Dear Diffy, Find Me A Coworking Space

Disclaimer: this article is about a very mundane consumer search. With this said, how knowledge work and fact accumulation are often performed have wide-reaching implications for knowledge work flows.

The other day I was searching for coworking spaces.

As in many domains of knowledge, data coverage online was largely human curated. Lists with some undisclosed methodology provided the writer’s favorite coworking spots by city.

Sure, search engines will return a list plotted to a map in any major search engine. But I’m sure we’ve all run into the following.

  1. Load map…
  2. Pan slightly to surface more results…
  3. Zoom slightly to surface more results…
  4. Pan the opposite direction to try and find a result that had caught our eye…
  5. Try to recall the name that caught our eye in a new search…

Five steps to seek further data points on a single search result. Devoid of context, data provenance, and the ability to analyze at scale.

Sure, consumer search works in many, many cases. So do phone books.

If you’re a power user, a data hoarder, or a productivity buff, you can likely see the appeal of a search that actually returns comprehensive data.
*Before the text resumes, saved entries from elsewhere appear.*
//! Validation helpers for DTOs.

use uuid::Uuid;
use validator::ValidationError;

/// Validates that an entity reference is not the nil UUID.
///
/// `00000000-0000-0000-0000-000000000000` is what a client sends when a
/// selector was never filled in; it can never reference a stored entity,
/// so it is rejected before hitting the store.
pub fn validate_entity_ref(id: &Uuid) -> Result<(), ValidationError> {
    if id.is_nil() {
        let mut err = ValidationError::new("entity_ref_nil");
        err.message = Some("reference must be a non-nil UUID".into());
        return Err(err);
    }

    Ok(())
}

#[cfg(test)]
mod tests {
    use super::*;

    #[test]
    fn test_validate_entity_ref_valid() {
        assert!(validate_entity_ref(&Uuid::new_v4()).is_ok());
        assert!(validate_entity_ref(&Uuid::from_u128(1)).is_ok());
    }

    #[test]
    fn test_validate_entity_ref_nil() {
        assert!(validate_entity_ref(&Uuid::nil()).is_err());
    }
}
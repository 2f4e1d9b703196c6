//! Point aggregation: pure read-time computation of score totals and the
//! views derived from them. No I/O happens here; callers fetch entities
//! from the store and hand them in.

use std::collections::HashMap;

use indexmap::IndexMap;
use uuid::Uuid;

use crate::{
    dao::models::{PointEntity, RoundEntity, ScoreEntity, TeamEntity},
    dto::{
        format_system_time,
        scoreboard::{LedgerEntry, ScoresResponse, TeamScoresRow, TeamStanding},
    },
};

/// Total of one score: the sum of its points' counts. An empty slice
/// totals 0, and negative sums are legitimate (penalties).
pub fn score_total(points: &[PointEntity]) -> i64 {
    points.iter().map(|point| i64::from(point.count)).sum()
}

/// Totals of every score that owns at least one point, keyed by score id.
pub fn totals_by_score(points: &[PointEntity]) -> HashMap<Uuid, i64> {
    let mut totals = HashMap::new();
    for point in points {
        *totals.entry(point.score_id).or_insert(0i64) += i64::from(point.count);
    }
    totals
}

/// One standings row per team, hidden teams included, each with totals
/// aligned to the round column order. A team with no score for a round
/// shows 0 there; absence means zero, not an error.
pub fn standings(
    rounds: &[RoundEntity],
    teams: &[TeamEntity],
    scores: &[ScoreEntity],
    points: &[PointEntity],
) -> Vec<TeamStanding> {
    let columns = round_columns(rounds);
    let totals = totals_by_score(points);

    let mut ordered_teams: Vec<&TeamEntity> = teams.iter().collect();
    ordered_teams.sort_by(|a, b| a.name.cmp(&b.name));

    ordered_teams
        .into_iter()
        .map(|team| {
            let mut row = vec![0i64; columns.len()];
            for score in scores.iter().filter(|score| score.team_id == team.id) {
                if let Some(&column) = columns.get(&score.round_id) {
                    row[column] = totals.get(&score.id).copied().unwrap_or(0);
                }
            }
            TeamStanding {
                id: team.id,
                name: team.name.clone(),
                hidden: team.hidden,
                scores: row,
            }
        })
        .collect()
}

/// The full snapshot served to a freshly connecting viewer: round names in
/// board order and one row per visible team. Hidden teams are filtered
/// out here and only here.
pub fn snapshot(
    rounds: &[RoundEntity],
    teams: &[TeamEntity],
    scores: &[ScoreEntity],
    points: &[PointEntity],
) -> ScoresResponse {
    let round_names = round_columns(rounds)
        .keys()
        .map(|id| {
            rounds
                .iter()
                .find(|round| round.id == *id)
                .map(|round| round.name.clone())
                .unwrap_or_default()
        })
        .collect();

    let teams = standings(rounds, teams, scores, points)
        .into_iter()
        .filter(|standing| !standing.hidden)
        .map(|standing| TeamScoresRow {
            name: standing.name,
            scores: standing.scores,
        })
        .collect();

    ScoresResponse {
        rounds: round_names,
        teams,
    }
}

/// The audit ledger: every point with its owning round/team names, newest
/// first. Points whose score references a missing team or round are
/// skipped; that only happens on a corrupted store.
pub fn ledger(
    rounds: &[RoundEntity],
    teams: &[TeamEntity],
    scores: &[ScoreEntity],
    points: &[PointEntity],
) -> Vec<LedgerEntry> {
    let owners: HashMap<Uuid, (&TeamEntity, &RoundEntity)> = scores
        .iter()
        .filter_map(|score| {
            let team = teams.iter().find(|team| team.id == score.team_id)?;
            let round = rounds.iter().find(|round| round.id == score.round_id)?;
            Some((score.id, (team, round)))
        })
        .collect();

    let mut ordered_points: Vec<&PointEntity> = points.iter().collect();
    ordered_points.sort_by(|a, b| b.created_at.cmp(&a.created_at));

    ordered_points
        .into_iter()
        .filter_map(|point| {
            let (team, round) = owners.get(&point.score_id)?;
            Some(LedgerEntry {
                id: point.id,
                count: point.count,
                team: team.name.clone(),
                round: round.name.clone(),
                created_at: format_system_time(point.created_at),
            })
        })
        .collect()
}

/// Map each round id to its column index, ordering columns by the round's
/// ordinal position (name breaks ties deterministically).
fn round_columns(rounds: &[RoundEntity]) -> IndexMap<Uuid, usize> {
    let mut ordered: Vec<&RoundEntity> = rounds.iter().collect();
    ordered.sort_by(|a, b| {
        a.position
            .cmp(&b.position)
            .then_with(|| a.name.cmp(&b.name))
    });
    ordered
        .into_iter()
        .enumerate()
        .map(|(column, round)| (round.id, column))
        .collect()
}

#[cfg(test)]
mod tests {
    use std::time::{Duration, SystemTime};

    use super::*;

    fn round(name: &str, position: u32) -> RoundEntity {
        RoundEntity {
            id: Uuid::new_v4(),
            name: name.into(),
            position,
        }
    }

    fn team(name: &str, hidden: bool) -> TeamEntity {
        TeamEntity {
            id: Uuid::new_v4(),
            name: name.into(),
            hidden,
        }
    }

    fn score(team: &TeamEntity, round: &RoundEntity) -> ScoreEntity {
        ScoreEntity {
            id: Uuid::new_v4(),
            team_id: team.id,
            round_id: round.id,
        }
    }

    fn point_at(score: &ScoreEntity, count: i32, offset_secs: u64) -> PointEntity {
        PointEntity {
            id: Uuid::new_v4(),
            score_id: score.id,
            count,
            created_at: SystemTime::UNIX_EPOCH + Duration::from_secs(offset_secs),
        }
    }

    #[test]
    fn empty_score_totals_zero() {
        assert_eq!(score_total(&[]), 0);
    }

    #[test]
    fn totals_sum_signed_counts() {
        let owner = ScoreEntity {
            id: Uuid::new_v4(),
            team_id: Uuid::new_v4(),
            round_id: Uuid::new_v4(),
        };
        let points = vec![
            point_at(&owner, 10, 0),
            point_at(&owner, -3, 1),
            point_at(&owner, 0, 2),
        ];
        assert_eq!(score_total(&points), 7);
    }

    #[test]
    fn totals_can_go_negative() {
        let owner = ScoreEntity {
            id: Uuid::new_v4(),
            team_id: Uuid::new_v4(),
            round_id: Uuid::new_v4(),
        };
        let points = vec![point_at(&owner, -5, 0), point_at(&owner, 2, 1)];
        assert_eq!(score_total(&points), -3);
    }

    #[test]
    fn opposite_counts_sum_to_zero() {
        let owner = ScoreEntity {
            id: Uuid::new_v4(),
            team_id: Uuid::new_v4(),
            round_id: Uuid::new_v4(),
        };
        let points = vec![point_at(&owner, 4, 0), point_at(&owner, -4, 1)];
        assert_eq!(score_total(&points), 0);
    }

    #[test]
    fn snapshot_orders_rounds_by_position() {
        let second = round("Finals", 1);
        let first = round("Qualifiers", 0);
        let blue = team("Blue", false);

        let view = snapshot(&[second.clone(), first.clone()], &[blue], &[], &[]);

        assert_eq!(view.rounds, vec!["Qualifiers", "Finals"]);
    }

    #[test]
    fn snapshot_fills_missing_scores_with_zero() {
        let rounds = [round("Round 1", 0), round("Round 2", 1)];
        let blue = team("Blue", false);
        let blue_r2 = score(&blue, &rounds[1]);
        let points = [point_at(&blue_r2, 8, 0)];

        let view = snapshot(&rounds, &[blue], &[blue_r2.clone()], &points);

        assert_eq!(view.teams.len(), 1);
        assert_eq!(view.teams[0].scores, vec![0, 8]);
    }

    #[test]
    fn snapshot_excludes_hidden_teams() {
        let rounds = [round("Round 1", 0)];
        let visible = team("Blue", false);
        let ghost = team("Red", true);

        let view = snapshot(&rounds, &[visible, ghost], &[], &[]);

        assert_eq!(view.teams.len(), 1);
        assert_eq!(view.teams[0].name, "Blue");
    }

    #[test]
    fn standings_keep_hidden_teams_flagged() {
        let rounds = [round("Round 1", 0)];
        let ghost = team("Red", true);

        let rows = standings(&rounds, &[ghost], &[], &[]);

        assert_eq!(rows.len(), 1);
        assert!(rows[0].hidden);
        assert_eq!(rows[0].scores, vec![0]);
    }

    #[test]
    fn ledger_is_ordered_newest_first() {
        let rounds = [round("Round 1", 0)];
        let blue = team("Blue", false);
        let owner = score(&blue, &rounds[0]);
        let older = point_at(&owner, 1, 10);
        let newer = point_at(&owner, 2, 20);

        let view = ledger(
            &rounds,
            &[blue],
            &[owner],
            &[older.clone(), newer.clone()],
        );

        assert_eq!(view.len(), 2);
        assert_eq!(view[0].id, newer.id);
        assert_eq!(view[1].id, older.id);
        assert_eq!(view[0].team, "Blue");
        assert_eq!(view[0].round, "Round 1");
    }

    #[test]
    fn ledger_skips_points_with_unresolvable_owner() {
        let rounds = [round("Round 1", 0)];
        let blue = team("Blue", false);
        let orphan = ScoreEntity {
            id: Uuid::new_v4(),
            team_id: Uuid::new_v4(),
            round_id: rounds[0].id,
        };
        let points = [point_at(&orphan, 5, 0)];

        let view = ledger(&rounds, &[blue], &[orphan], &points);

        assert!(view.is_empty());
    }
}
//! Keeps the score store connected, toggling degraded mode while it is not.

use std::{future::Future, sync::Arc, time::Duration};

use tokio::time::sleep;
use tracing::{info, warn};

use crate::{
    dao::{score_store::ScoreStore, storage::StorageError},
    state::SharedState,
};

const INITIAL_DELAY: Duration = Duration::from_millis(1_000);
const MAX_DELAY: Duration = Duration::from_secs(10);
const HEALTH_POLL_INTERVAL: Duration = Duration::from_secs(5);
const MAX_RECONNECT_ATTEMPTS: u32 = 3;

/// Connect to the storage backend and keep the shared state out of degraded
/// mode for as long as the connection stays healthy. Never returns; every
/// abandoned connection leads back to a full reconnect cycle.
pub async fn run<F, Fut>(state: SharedState, mut connect: F)
where
    F: FnMut() -> Fut + Send + 'static,
    Fut: Future<Output = Result<Arc<dyn ScoreStore>, StorageError>> + Send,
{
    let mut delay = INITIAL_DELAY;

    loop {
        let store = match connect().await {
            Ok(store) => {
                delay = INITIAL_DELAY;
                store
            }
            Err(err) => {
                warn!(error = %err, "storage connection attempt failed");
                sleep(delay).await;
                delay = (delay * 2).min(MAX_DELAY);
                continue;
            }
        };

        state.install_score_store(store.clone()).await;
        info!("storage connection established; leaving degraded mode");

        watch_connection(&state, &store).await;

        state.clear_score_store().await;
        sleep(delay).await;
        delay = (delay * 2).min(MAX_DELAY);
    }
}

/// Poll the store until its health fails and a bounded reconnect series
/// cannot bring it back. Requests keep failing fast while the state is in
/// degraded mode between those two moments.
async fn watch_connection(state: &SharedState, store: &Arc<dyn ScoreStore>) {
    loop {
        sleep(HEALTH_POLL_INTERVAL).await;

        if store.health_check().await.is_ok() {
            continue;
        }

        warn!("storage health check failed; entering degraded mode");
        state.clear_score_store().await;

        if reconnect_with_backoff(store).await {
            state.install_score_store(store.clone()).await;
            info!("storage reconnected; leaving degraded mode");
        } else {
            warn!("exhausted storage reconnect attempts; abandoning connection");
            return;
        }
    }
}

async fn reconnect_with_backoff(store: &Arc<dyn ScoreStore>) -> bool {
    let mut delay = INITIAL_DELAY;

    for attempt in 1..=MAX_RECONNECT_ATTEMPTS {
        match store.try_reconnect().await {
            Ok(()) => return true,
            Err(err) => {
                warn!(attempt, error = %err, "storage reconnect attempt failed");
                sleep(delay).await;
                delay = (delay * 2).min(MAX_DELAY);
            }
        }
    }

    false
}
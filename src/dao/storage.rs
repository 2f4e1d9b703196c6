use std::error::Error;
use thiserror::Error;

/// Result alias for storage operations.
pub type StorageResult<T> = Result<T, StorageError>;

/// Error raised by storage backends regardless of the underlying database.
#[derive(Debug, Error)]
pub enum StorageError {
    /// The backend could not serve the request.
    #[error("storage unavailable: {message}")]
    Unavailable {
        /// Human-readable description of the failed operation.
        message: String,
        /// Backend-specific failure cause.
        #[source]
        source: Box<dyn Error + Send + Sync>,
    },
}

impl StorageError {
    /// Construct an unavailable error from any backend failure.
    pub fn unavailable(message: String, source: impl Error + Send + Sync + 'static) -> Self {
        StorageError::Unavailable {
            message,
            source: Box::new(source),
        }
    }
}
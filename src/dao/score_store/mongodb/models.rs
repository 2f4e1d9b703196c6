use mongodb::bson::{Binary, DateTime, Document, doc, spec::BinarySubtype};
use serde::{Deserialize, Serialize};
use uuid::Uuid;

use crate::dao::models::{PointEntity, RoundEntity, ScoreEntity, TeamEntity};

#[derive(Debug, Clone, Serialize, Deserialize)]
pub struct MongoRoundDocument {
    #[serde(rename = "_id")]
    id: Uuid,
    name: String,
    position: u32,
}

impl From<RoundEntity> for MongoRoundDocument {
    fn from(value: RoundEntity) -> Self {
        Self {
            id: value.id,
            name: value.name,
            position: value.position,
        }
    }
}

impl From<MongoRoundDocument> for RoundEntity {
    fn from(value: MongoRoundDocument) -> Self {
        Self {
            id: value.id,
            name: value.name,
            position: value.position,
        }
    }
}

#[derive(Debug, Clone, Serialize, Deserialize)]
pub struct MongoTeamDocument {
    #[serde(rename = "_id")]
    id: Uuid,
    name: String,
    #[serde(default)]
    hidden: bool,
}

impl From<TeamEntity> for MongoTeamDocument {
    fn from(value: TeamEntity) -> Self {
        Self {
            id: value.id,
            name: value.name,
            hidden: value.hidden,
        }
    }
}

impl From<MongoTeamDocument> for TeamEntity {
    fn from(value: MongoTeamDocument) -> Self {
        Self {
            id: value.id,
            name: value.name,
            hidden: value.hidden,
        }
    }
}

#[derive(Debug, Clone, Serialize, Deserialize)]
pub struct MongoScoreDocument {
    #[serde(rename = "_id")]
    id: Uuid,
    team_id: Uuid,
    round_id: Uuid,
}

impl From<ScoreEntity> for MongoScoreDocument {
    fn from(value: ScoreEntity) -> Self {
        Self {
            id: value.id,
            team_id: value.team_id,
            round_id: value.round_id,
        }
    }
}

impl From<MongoScoreDocument> for ScoreEntity {
    fn from(value: MongoScoreDocument) -> Self {
        Self {
            id: value.id,
            team_id: value.team_id,
            round_id: value.round_id,
        }
    }
}

#[derive(Debug, Clone, Serialize, Deserialize)]
pub struct MongoPointDocument {
    #[serde(rename = "_id")]
    id: Uuid,
    score_id: Uuid,
    count: i32,
    created_at: DateTime,
}

impl From<PointEntity> for MongoPointDocument {
    fn from(value: PointEntity) -> Self {
        Self {
            id: value.id,
            score_id: value.score_id,
            count: value.count,
            created_at: DateTime::from_system_time(value.created_at),
        }
    }
}

impl From<MongoPointDocument> for PointEntity {
    fn from(value: MongoPointDocument) -> Self {
        Self {
            id: value.id,
            score_id: value.score_id,
            count: value.count,
            created_at: value.created_at.to_system_time(),
        }
    }
}

pub fn uuid_as_binary(id: Uuid) -> Binary {
    Binary {
        subtype: BinarySubtype::Uuid,
        bytes: id.into_bytes().to_vec(),
    }
}

pub fn doc_id(id: Uuid) -> Document {
    doc! {"_id": uuid_as_binary(id)}
}
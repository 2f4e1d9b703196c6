use mongodb::error::Error as MongoError;
use thiserror::Error;
use uuid::Uuid;

/// Convenient result alias returning [`MongoDaoError`] failures.
pub type MongoResult<T> = Result<T, MongoDaoError>;

/// Failures that can occur while interacting with MongoDB.
#[derive(Debug, Error)]
pub enum MongoDaoError {
    /// Required environment variable is missing.
    #[error("missing MongoDB environment variable `{var}`")]
    MissingEnvVar {
        /// Name of the missing variable.
        var: &'static str,
    },
    /// The connection URI could not be parsed.
    #[error("failed to parse MongoDB connection URI `{uri}`")]
    InvalidUri {
        /// Offending URI.
        uri: String,
        /// Driver error.
        #[source]
        source: MongoError,
    },
    /// The driver client could not be built from the parsed options.
    #[error("failed to build MongoDB client from options")]
    ClientConstruction {
        /// Driver error.
        #[source]
        source: MongoError,
    },
    /// The initial connection ping never succeeded.
    #[error("MongoDB ping failed during initial connection after {attempts} attempt(s)")]
    InitialPing {
        /// Number of attempts made before giving up.
        attempts: u32,
        /// Driver error of the last attempt.
        #[source]
        source: MongoError,
    },
    /// A periodic health ping failed.
    #[error("MongoDB ping health check failed")]
    HealthPing {
        /// Driver error.
        #[source]
        source: MongoError,
    },
    /// Index creation failed.
    #[error("failed to ensure index `{index}` on collection `{collection}`")]
    EnsureIndex {
        /// Collection the index belongs to.
        collection: &'static str,
        /// Index description.
        index: &'static str,
        /// Driver error.
        #[source]
        source: MongoError,
    },
    /// Reading a collection failed.
    #[error("failed to list documents in collection `{collection}`")]
    ListEntities {
        /// Collection being listed.
        collection: &'static str,
        /// Driver error.
        #[source]
        source: MongoError,
    },
    /// A point lookup by id failed.
    #[error("failed to load document `{id}` from collection `{collection}`")]
    FindEntity {
        /// Collection being queried.
        collection: &'static str,
        /// Document identifier.
        id: Uuid,
        /// Driver error.
        #[source]
        source: MongoError,
    },
    /// Locating or creating the score for a (team, round) pair failed.
    #[error("failed to find or create score for team `{team_id}` round `{round_id}`")]
    FindOrCreateScore {
        /// Team side of the pair.
        team_id: Uuid,
        /// Round side of the pair.
        round_id: Uuid,
        /// Driver error.
        #[source]
        source: MongoError,
    },
    /// Writing a new point entry failed.
    #[error("failed to insert point `{id}`")]
    InsertPoint {
        /// Point identifier.
        id: Uuid,
        /// Driver error.
        #[source]
        source: MongoError,
    },
    /// Updating a point entry failed.
    #[error("failed to update point `{id}`")]
    UpdatePoint {
        /// Point identifier.
        id: Uuid,
        /// Driver error.
        #[source]
        source: MongoError,
    },
    /// Removing a point entry failed.
    #[error("failed to delete point `{id}`")]
    DeletePoint {
        /// Point identifier.
        id: Uuid,
        /// Driver error.
        #[source]
        source: MongoError,
    },
    /// Applying a hidden flag to a team failed.
    #[error("failed to update visibility of team `{id}`")]
    SetVisibility {
        /// Team identifier.
        id: Uuid,
        /// Driver error.
        #[source]
        source: MongoError,
    },
    /// Seeding rounds/teams at startup failed.
    #[error("failed to seed collection `{collection}`")]
    SeedEntities {
        /// Collection being seeded.
        collection: &'static str,
        /// Driver error.
        #[source]
        source: MongoError,
    },
}
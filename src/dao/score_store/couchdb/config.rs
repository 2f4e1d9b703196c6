use super::error::{CouchDaoError, CouchResult};

/// Runtime configuration describing how to connect to CouchDB.
#[derive(Debug, Clone)]
pub struct CouchConfig {
    /// Base URL of the CouchDB node, without a trailing slash.
    pub base_url: String,
    /// Database holding the scoreboard documents.
    pub database: String,
    /// Optional basic-auth user.
    pub username: Option<String>,
    /// Optional basic-auth password.
    pub password: Option<String>,
}

impl CouchConfig {
    /// Construct a configuration from explicit base URL and database name.
    pub fn new(base_url: impl Into<String>, database: impl Into<String>) -> Self {
        Self {
            base_url: base_url.into(),
            database: database.into(),
            username: None,
            password: None,
        }
    }

    /// Attach basic-auth credentials to the configuration.
    pub fn with_credentials(
        mut self,
        username: impl Into<String>,
        password: impl Into<String>,
    ) -> Self {
        self.username = Some(username.into());
        self.password = Some(password.into());
        self
    }

    /// Build a configuration by reading the expected environment variables.
    pub fn from_env() -> CouchResult<Self> {
        let base_url =
            std::env::var("COUCH_BASE_URL").map_err(|_| CouchDaoError::MissingEnvVar {
                var: "COUCH_BASE_URL",
            })?;
        let database = std::env::var("COUCH_DB")
            .map_err(|_| CouchDaoError::MissingEnvVar { var: "COUCH_DB" })?;

        let mut config = Self::new(base_url, database);

        if let (Some(username), Some(password)) = (
            std::env::var("COUCH_USERNAME").ok(),
            std::env::var("COUCH_PASSWORD").ok(),
        ) {
            config = config.with_credentials(username, password);
        }

        Ok(config)
    }
}
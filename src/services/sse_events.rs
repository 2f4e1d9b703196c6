//! Event vocabulary of the push channel and the helpers that serialize and
//! fan payloads out to the viewer registry.

use serde::Serialize;
use tracing::warn;
use uuid::Uuid;

use crate::{
    dto::{
        scoreboard::TeamStanding,
        sse::{ScoreUpdateEvent, ServerEvent, TeamsUpdateEvent},
    },
    state::SharedState,
};

const EVENT_SCORE_UPDATE: &str = "score_update";
const EVENT_TEAMS_UPDATE: &str = "teams_update";

/// Broadcast a freshly recomputed score total. `count` carries the raw
/// delta for adds and is omitted for recompute-only pushes.
pub fn broadcast_score_update(
    state: &SharedState,
    team_id: Uuid,
    round_id: Uuid,
    points: i64,
    count: Option<i32>,
) {
    let payload = ScoreUpdateEvent {
        team_id,
        round_id,
        points,
        count,
    };
    send_event(state, EVENT_SCORE_UPDATE, &payload);
}

/// Broadcast the full standings after a visibility change.
pub fn broadcast_teams_update(state: &SharedState, teams: Vec<TeamStanding>) {
    let payload = TeamsUpdateEvent { teams };
    send_event(state, EVENT_TEAMS_UPDATE, &payload);
}

fn send_event<T: Serialize>(state: &SharedState, event: &str, payload: &T) {
    match ServerEvent::json(Some(event.to_string()), payload) {
        Ok(message) => state.viewers().broadcast(message),
        Err(err) => warn!(event, error = %err, "failed to serialize SSE payload"),
    }
}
If you’re building an intelligent application or performing market intelligence, using search that won’t let you explore the underlying data is just a waste of time.

So after this predictable foray in which I ignored the advice of several articles, scrolled around a map, and got sidetracked once or twice, I decided to resort to a different sort of search: Diffbot’s Knowledge Graph.


  • The title of our article may not make much sense if you haven’t been acquainted with Diffy, Diffbot’s web-reading bot
  • You see the promise of external web data for many applications… if it were structured (or at least felt disappointment at consumer search engines keeping you from public web data)

Opening the Knowledge Graph, it took all of 20 seconds to return data on over 4,000 coworking spaces. And sure, unless you’re selling a service to coworking space, you may wonder why anyone would need all this data as a personal consumer…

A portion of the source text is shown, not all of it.